** Input for this task follows **
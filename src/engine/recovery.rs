//! Startup recovery
//!
//! Cold-start path: install a finished merge, discover data files, load
//! the hint file and replay the data files into the index.
//!
//! Replay applies non-transactional records immediately. Records written
//! by a batch are buffered per sequence number and applied only when that
//! batch's `TxnFinished` record is seen; anything still buffered at the end
//! belongs to a batch that never committed and is dropped.

use std::collections::HashMap;
use std::fs;
use std::io;
use std::path::Path;
use std::sync::Arc;

use crate::batch::{parse_key_with_seq, NON_TRANSACTION_SEQ_NO};
use crate::data::{
    DataFile, LogRecord, LogRecordPos, LogRecordType, DATA_FILE_NAME_SUFFIX, HINT_FILE_NAME,
    MERGE_FINISHED_FILE_NAME,
};
use crate::error::{CaskError, Result};
use crate::index::Indexer;
use crate::merge::merge_path;

use super::EngineState;

/// A batch record waiting for its `TxnFinished` marker
struct TransactionRecord {
    record: LogRecord,
    pos: LogRecordPos,
}

/// Ids of all data files in `dir`, ascending
///
/// A `.data` file whose stem is not an id means the directory is corrupted.
pub(super) fn discover_file_ids(dir: &Path) -> Result<Vec<u32>> {
    let mut file_ids = Vec::new();

    for entry in fs::read_dir(dir)? {
        let entry = entry?;
        let name = entry.file_name();
        let name = name.to_string_lossy();

        if let Some(stem) = name.strip_suffix(DATA_FILE_NAME_SUFFIX) {
            let file_id = stem
                .parse::<u32>()
                .map_err(|_| CaskError::DataDirectoryCorrupted(name.to_string()))?;
            file_ids.push(file_id);
        }
    }

    file_ids.sort_unstable();
    Ok(file_ids)
}

/// Boundary recorded by a finished merge in `dir`, if any
pub(super) fn read_non_merge_file_id(dir: &Path) -> Result<Option<u32>> {
    if !dir.join(MERGE_FINISHED_FILE_NAME).is_file() {
        return Ok(None);
    }

    let file = DataFile::open_merge_finished_file(dir)?;
    let (record, _) = file.read_log_record(0)?.ok_or_else(|| {
        CaskError::CorruptedRecord("empty merge-finished file".to_string())
    })?;

    let file_id = std::str::from_utf8(&record.value)
        .ok()
        .and_then(|s| s.parse::<u32>().ok())
        .ok_or_else(|| CaskError::CorruptedRecord("invalid merge boundary".to_string()))?;

    Ok(Some(file_id))
}

/// Replace merged-away data files with the output of a finished merge
///
/// The merge-finished marker stays in the merge directory until every
/// other file has been moved, so a crash at any step leaves an install
/// that the next open resumes:
/// 1. Drop the old hint/marker and every data file below the boundary
///    (skipped once the hint file has left the merge directory)
/// 2. Move the hint file, then the merged data files
/// 3. Move the marker, then remove the merge directory
///
/// A merge directory without a marker is discarded.
pub(super) fn install_merge_files(dir: &Path) -> Result<()> {
    let merge_dir = merge_path(dir);
    if !merge_dir.is_dir() {
        return Ok(());
    }

    let non_merge_file_id = match read_non_merge_file_id(&merge_dir)? {
        Some(file_id) => file_id,
        None => {
            tracing::warn!(dir = %merge_dir.display(), "discarding unfinished merge");
            fs::remove_dir_all(&merge_dir)?;
            return Ok(());
        }
    };

    // Step 1: only safe while no merged file has been moved in yet
    if merge_dir.join(HINT_FILE_NAME).is_file() {
        for name in [HINT_FILE_NAME, MERGE_FINISHED_FILE_NAME] {
            remove_if_exists(&dir.join(name))?;
        }
        for file_id in discover_file_ids(dir)? {
            if file_id < non_merge_file_id {
                fs::remove_file(DataFile::file_path(dir, file_id))?;
            }
        }
        sync_dir(dir)?;

        fs::rename(merge_dir.join(HINT_FILE_NAME), dir.join(HINT_FILE_NAME))?;
    } else {
        tracing::warn!(non_merge_file_id, "resuming interrupted merge install");
    }

    // Step 2
    for file_id in discover_file_ids(&merge_dir)? {
        fs::rename(
            DataFile::file_path(&merge_dir, file_id),
            DataFile::file_path(dir, file_id),
        )?;
    }
    sync_dir(dir)?;

    // Step 3: the install is complete once the marker lands
    fs::rename(
        merge_dir.join(MERGE_FINISHED_FILE_NAME),
        dir.join(MERGE_FINISHED_FILE_NAME),
    )?;
    sync_dir(dir)?;
    fs::remove_dir_all(&merge_dir)?;

    tracing::info!(non_merge_file_id, "installed merged data files");
    Ok(())
}

fn remove_if_exists(path: &Path) -> Result<()> {
    match fs::remove_file(path) {
        Err(e) if e.kind() != io::ErrorKind::NotFound => Err(e.into()),
        _ => Ok(()),
    }
}

/// Persist renames and unlinks in `dir`
#[cfg(unix)]
fn sync_dir(dir: &Path) -> Result<()> {
    fs::File::open(dir)?.sync_all()?;
    Ok(())
}

#[cfg(not(unix))]
fn sync_dir(_dir: &Path) -> Result<()> {
    Ok(())
}

/// Seed the index from the hint file, returning the number of entries
pub(super) fn load_index_from_hint_file(dir: &Path, index: &dyn Indexer) -> Result<usize> {
    if !dir.join(HINT_FILE_NAME).is_file() {
        return Ok(0);
    }

    let hint_file = DataFile::open_hint_file(dir)?;
    let mut offset = 0;
    let mut loaded = 0;

    while let Some((record, size)) = hint_file.read_log_record(offset)? {
        let pos = LogRecordPos::decode(&record.value)
            .ok_or_else(|| CaskError::CorruptedRecord("invalid hint entry".to_string()))?;
        if !index.put(record.key, pos) {
            return Err(CaskError::IndexUpdateFailed);
        }
        loaded += 1;
        offset += size;
    }

    tracing::debug!(entries = loaded, "loaded hint file");
    Ok(loaded)
}

/// Replay data files with id >= `non_merge_file_id` into the index
///
/// Returns the highest sequence number seen, committed or not.
pub(super) fn load_index_from_data_files(
    state: &mut EngineState,
    file_ids: &[u32],
    non_merge_file_id: u32,
    index: &dyn Indexer,
) -> Result<u64> {
    let mut pending: HashMap<u64, Vec<TransactionRecord>> = HashMap::new();
    let mut current_seq_no = NON_TRANSACTION_SEQ_NO;

    for (i, &file_id) in file_ids.iter().enumerate() {
        // Already covered by the hint file
        if file_id < non_merge_file_id {
            continue;
        }

        let data_file = state
            .data_file(file_id)
            .map(Arc::clone)
            .ok_or(CaskError::DataFileNotFound(file_id))?;

        let mut offset = 0;
        while let Some((mut record, size)) = data_file.read_log_record(offset)? {
            let pos = LogRecordPos { file_id, offset };
            let (real_key, seq_no) = parse_key_with_seq(&record.key).ok_or_else(|| {
                CaskError::CorruptedRecord(format!(
                    "bad key encoding at file {} offset {}",
                    file_id, offset
                ))
            })?;

            if seq_no == NON_TRANSACTION_SEQ_NO {
                update_index(index, real_key, record.rec_type, pos)?;
            } else if record.rec_type == LogRecordType::TxnFinished {
                for txn in pending.remove(&seq_no).unwrap_or_default() {
                    update_index(index, txn.record.key, txn.record.rec_type, txn.pos)?;
                }
            } else {
                record.key = real_key;
                pending
                    .entry(seq_no)
                    .or_default()
                    .push(TransactionRecord { record, pos });
            }

            current_seq_no = current_seq_no.max(seq_no);
            offset += size;
        }

        // Resume appends right after the last valid record
        if i == file_ids.len() - 1 {
            if offset < data_file.size()? {
                tracing::warn!(file_id, offset, "truncating torn tail of active file");
                data_file.truncate(offset)?;
            } else {
                data_file.set_write_off(offset);
            }
        }
    }

    if !pending.is_empty() {
        tracing::warn!(
            batches = pending.len(),
            "discarding records of uncommitted batches"
        );
    }

    Ok(current_seq_no)
}

fn update_index(
    index: &dyn Indexer,
    key: Vec<u8>,
    rec_type: LogRecordType,
    pos: LogRecordPos,
) -> Result<()> {
    match rec_type {
        LogRecordType::Normal => {
            if !index.put(key, pos) {
                return Err(CaskError::IndexUpdateFailed);
            }
        }
        // Deleting a key that was never indexed is fine
        LogRecordType::Deleted => {
            index.delete(&key);
        }
        LogRecordType::TxnFinished => {}
    }
    Ok(())
}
** End of Input for this task **
# Task to complete
Only a number is wanted here: the count of lines above that hold the word "batches".

# Answer to this task
2